Volume 47, Number 1 · January 20, 2000

Game Without End

By Fintan O'Toole
The Theatrical Notebooks of Samuel Beckett: Volume IV: The Shorter Plays
edited by S.E. Gontarski

Grove Press, 512 pp., $125.00 (paper)

No Author Better Served: The Correspondence of Samuel Beckett and Alan Schneider
edited by Maurice Harmon

Harvard University Press, 512 pp., $35.00

In his autobiography, the American director Alan Schneider recalled his attendance with Samuel Beckett at the first run of Waiting for Godot in London in 1955. Whenever a line was misinterpreted or an extra piece of stage business was added, Beckett would clutch Schneider's arm and exclaim, in a clearly audible stage whisper, 'It's ahl wrahng!
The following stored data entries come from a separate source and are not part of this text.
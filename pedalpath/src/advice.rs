//! Build advice for a decoded parts list.
//!
//! Turns a decoded component into what a builder needs at the bench: the
//! markings to look for on the part, how to recognize its body, and what
//! goes wrong when it is fitted badly.

use serde::Serialize;

use crate::capacitor::{self, CapType, CapacitorEncodeRequest, CapacitorSpec};
use crate::core::Component;
use crate::parts::{CathodeMarking, DiodeSpec, IcSpec, LedSpec};
use crate::resistor::{format_ohms, BandColor, ResistorSpec};

/// Resistor construction, as a BOM description names it.
#[derive(Debug, Clone, Copy, PartialEq, Eq, Hash, Serialize)]
#[serde(rename_all = "snake_case")]
pub enum ResistorFamily {
    MetalFilm,
    CarbonFilm,
    CarbonComp,
}

impl ResistorFamily {
    /// Family named in `text`; metal film when none is.
    pub fn from_description(text: &str) -> Self {
        let text = text.to_lowercase();
        if text.contains("carbon comp") {
            ResistorFamily::CarbonComp
        } else if text.contains("carbon") {
            ResistorFamily::CarbonFilm
        } else {
            ResistorFamily::MetalFilm
        }
    }
}

/// Bench notes for one kind of part.
#[derive(Debug, Clone, Copy, PartialEq, Eq, Serialize)]
pub struct PartAdvice {
    pub use_for: &'static str,
    pub notes: &'static str,
    pub identification: &'static str,
    pub avoid: Option<&'static str>,
    pub polarized: bool,
    pub audio_path_safe: bool,
}

static METAL_FILM: PartAdvice = PartAdvice {
    use_for: "Everything; the default resistor for pedals",
    notes: "1% tolerance, low noise, stable. Standard for pedals.",
    identification: "Usually a blue or green body with 5 color bands.",
    avoid: None,
    polarized: false,
    audio_path_safe: true,
};

static CARBON_FILM: PartAdvice = PartAdvice {
    use_for: "Anywhere metal film is used",
    notes: "5% tolerance. Slightly noisier than metal film but fine for most pedal circuits.",
    identification: "Usually a beige or tan body with 4 color bands.",
    avoid: Some("High-impedance input stages of high-gain circuits, where noise matters."),
    polarized: false,
    audio_path_safe: true,
};

static CARBON_COMP: PartAdvice = PartAdvice {
    use_for: "Vintage-accurate builds only",
    notes: "Wider tolerance and drift over time; higher noise floor than film.",
    identification: "Larger body in earth tones, typically 4 color bands.",
    avoid: Some("Modern builds."),
    polarized: false,
    audio_path_safe: true,
};

static FILM_BOX: PartAdvice = PartAdvice {
    use_for: "Audio path coupling and tone shaping",
    notes: "Low distortion and stable. Polyester, polypropylene or box types.",
    identification: "Rectangular plastic body, usually yellow, blue or red, with a 3-digit EIA code.",
    avoid: None,
    polarized: false,
    audio_path_safe: true,
};

static CERAMIC: PartAdvice = PartAdvice {
    use_for: "Power filtering and high-frequency bypass",
    notes: "Small and cheap, but can add distortion in the audio path. Fine for small filter caps and supply decoupling.",
    identification: "Small disc, usually orange or brown, with a 3-digit code such as 104.",
    avoid: Some("Values above 10 nF in the audio path; ceramics can be microphonic."),
    polarized: false,
    audio_path_safe: false,
};

static ELECTROLYTIC: PartAdvice = PartAdvice {
    use_for: "Supply filtering and coupling above 1 µF",
    notes: "Polarized. The positive lead goes toward the higher DC voltage.",
    identification: "Cylinder with a stripe on the negative side; value and voltage printed directly.",
    avoid: Some("The audio path, unless more than 1 µF is needed and no film part fits."),
    polarized: true,
    audio_path_safe: false,
};

static TANTALUM: PartAdvice = PartAdvice {
    use_for: "Supply filtering where space is tight",
    notes: "Polarized. Fails short, sometimes violently, when reverse-biased.",
    identification: "Small teardrop with a stripe or dot on the positive lead.",
    avoid: Some("The audio path. Derate the voltage."),
    polarized: true,
    audio_path_safe: false,
};

pub fn resistor_advice(family: ResistorFamily) -> &'static PartAdvice {
    match family {
        ResistorFamily::MetalFilm => &METAL_FILM,
        ResistorFamily::CarbonFilm => &CARBON_FILM,
        ResistorFamily::CarbonComp => &CARBON_COMP,
    }
}

pub fn capacitor_advice(cap_type: CapType) -> &'static PartAdvice {
    match cap_type {
        CapType::FilmBox => &FILM_BOX,
        CapType::Ceramic => &CERAMIC,
        CapType::Electrolytic => &ELECTROLYTIC,
        CapType::Tantalum => &TANTALUM,
    }
}

/// Ceramics above this are flagged when they may sit in the audio path.
const CERAMIC_AUDIO_LIMIT_PF: f64 = 10_000.0;

/// What to look for on the part and what to watch when fitting it.
#[derive(Debug, Clone, Default, PartialEq, Serialize)]
pub struct BuildNotes {
    /// Equivalent markings, the BOM's own first.
    #[serde(skip_serializing_if = "Vec::is_empty")]
    pub markings: Vec<String>,
    #[serde(skip_serializing_if = "Vec::is_empty")]
    pub hints: Vec<String>,
    #[serde(skip_serializing_if = "Vec::is_empty")]
    pub warnings: Vec<String>,
    #[serde(skip_serializing_if = "Option::is_none")]
    pub advice: Option<&'static str>,
}

impl BuildNotes {
    fn add_marking(&mut self, marking: &str) {
        if !self.markings.iter().any(|m| m == marking) {
            self.markings.push(marking.to_string());
        }
    }
}

/// Notes for a decoded part; `description` is the BOM line's free text.
pub fn build_notes(component: &Component, description: &str) -> BuildNotes {
    match component {
        Component::Resistor(spec) => {
            resistor_notes(spec, ResistorFamily::from_description(description))
        }
        Component::Capacitor(spec) => capacitor_notes(spec),
        Component::Ic(spec) => ic_notes(spec),
        Component::Diode(spec) => diode_notes(spec),
        Component::Led(spec) => led_notes(spec),
    }
}

fn band_list(bands: &[BandColor]) -> String {
    bands.iter().map(|b| b.name()).collect::<Vec<_>>().join("/")
}

fn resistor_notes(spec: &ResistorSpec, family: ResistorFamily) -> BuildNotes {
    let advice = resistor_advice(family);
    let five = band_list(&spec.bands5);
    let mut notes = BuildNotes {
        hints: vec![format!("Look for these color bands: {}", five)],
        advice: Some(advice.notes),
        ..BuildNotes::default()
    };
    notes.add_marking(&five);

    if let Some(bands4) = &spec.bands4 {
        let four = band_list(bands4);
        notes.hints.push(format!("4-band alternative: {}", four));
        notes.add_marking(&four);
    }
    notes.hints.push(advice.identification.to_string());

    if let Some(nearest) = spec.nearest_standard_value() {
        notes.warnings.push(format!(
            "{} is not a standard value; nearest is {}. Check the schematic.",
            format_ohms(spec.ohms),
            format_ohms(nearest)
        ));
    }
    notes
}

/// A rating the encoder can print as a voltage suffix.
fn printable_voltage(volts: Option<f64>) -> Option<u32> {
    volts
        .filter(|v| v.fract() == 0.0 && (10.0..=9999.0).contains(v))
        .map(|v| v as u32)
}

fn capacitor_notes(spec: &CapacitorSpec) -> BuildNotes {
    let advice = capacitor_advice(spec.cap_type);
    let mut notes = BuildNotes {
        advice: Some(advice.notes),
        ..BuildNotes::default()
    };
    notes.add_marking(&spec.source);

    // polarized parts carry their value in plain text
    if !spec.cap_type.is_polarized() {
        let request = CapacitorEncodeRequest {
            pf: Some(spec.capacitance.pf),
            tolerance_percent: spec.tolerance_percent,
            voltage: printable_voltage(spec.voltage_max),
            ..CapacitorEncodeRequest::default()
        };
        match capacitor::encode(&request) {
            Ok(encoded) => {
                notes.hints.push(format!("Look for EIA code: {}", encoded.full_film_code));
                notes.hints.push(format!("Or alphanumeric: {}", encoded.full_alpha_code));
                notes.add_marking(&encoded.full_film_code);
                notes.add_marking(&encoded.full_alpha_code);
                if let Some(iec) = &encoded.iec_film_code {
                    notes.add_marking(iec);
                }
            }
            Err(e) => tracing::debug!("No equivalent markings for {:?}: {}", spec.source, e),
        }
    }
    notes.hints.push(advice.identification.to_string());

    if spec.cap_type == CapType::Ceramic && spec.capacitance.pf > CERAMIC_AUDIO_LIMIT_PF {
        notes.warnings.push(
            "Large ceramic value; use a film capacitor if this sits in the audio path."
                .to_string(),
        );
    }
    if spec.polarized {
        notes.warnings.push(
            "Polarized: the positive lead goes toward the higher DC voltage. Reversed, it can fail."
                .to_string(),
        );
    }
    notes
}

fn ic_notes(spec: &IcSpec) -> BuildNotes {
    let mut notes = BuildNotes {
        hints: vec!["Pin 1 is next to the notch or dot on the package.".to_string()],
        warnings: vec!["Orientation matters: check pin 1 before powering up.".to_string()],
        ..BuildNotes::default()
    };
    notes.add_marking(&spec.part_number);
    if spec.is_generic {
        notes
            .warnings
            .push(format!("{} is not in the registry; confirm its pinout.", spec.part_number));
    }
    notes
}

fn cathode_hint(marking: CathodeMarking) -> &'static str {
    match marking {
        CathodeMarking::Band => "The cathode is the end with the band.",
        CathodeMarking::FlatEdge => "The cathode is the short leg, by the flat edge of the rim.",
    }
}

fn diode_notes(spec: &DiodeSpec) -> BuildNotes {
    let mut notes = BuildNotes {
        hints: vec![cathode_hint(spec.cathode_marking).to_string()],
        warnings: vec!["Polarized: match the cathode to the layout.".to_string()],
        ..BuildNotes::default()
    };
    notes.add_marking(&spec.part_number);
    notes
}

fn led_notes(spec: &LedSpec) -> BuildNotes {
    let mut notes = BuildNotes {
        hints: vec![
            cathode_hint(spec.cathode_marking).to_string(),
            format!("Drops about {} V when lit.", spec.forward_voltage),
        ],
        warnings: vec!["Polarized: a reversed LED stays dark.".to_string()],
        ..BuildNotes::default()
    };
    notes.add_marking(&spec.part_number);
    notes
}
He's doing it ahl wrahng!'[1] That loud whisper still sounds in the ears of those who stage Beckett's plays now. No other dead dramatist remains such a daunting admonitory presence for his directors and performers. Where most great playwrights were content to write the text of a play, Beckett wrote the entire theatrical event. He specified, not just the words, but the rhythms and tones, the sets and the lighting plots, and these specifications are preserved in the remarkable series of notebooks whose publication by Faber and Faber is now completed with S.E. Gontarski's exemplary edition of Beckett's ledgers for productions of his short late plays.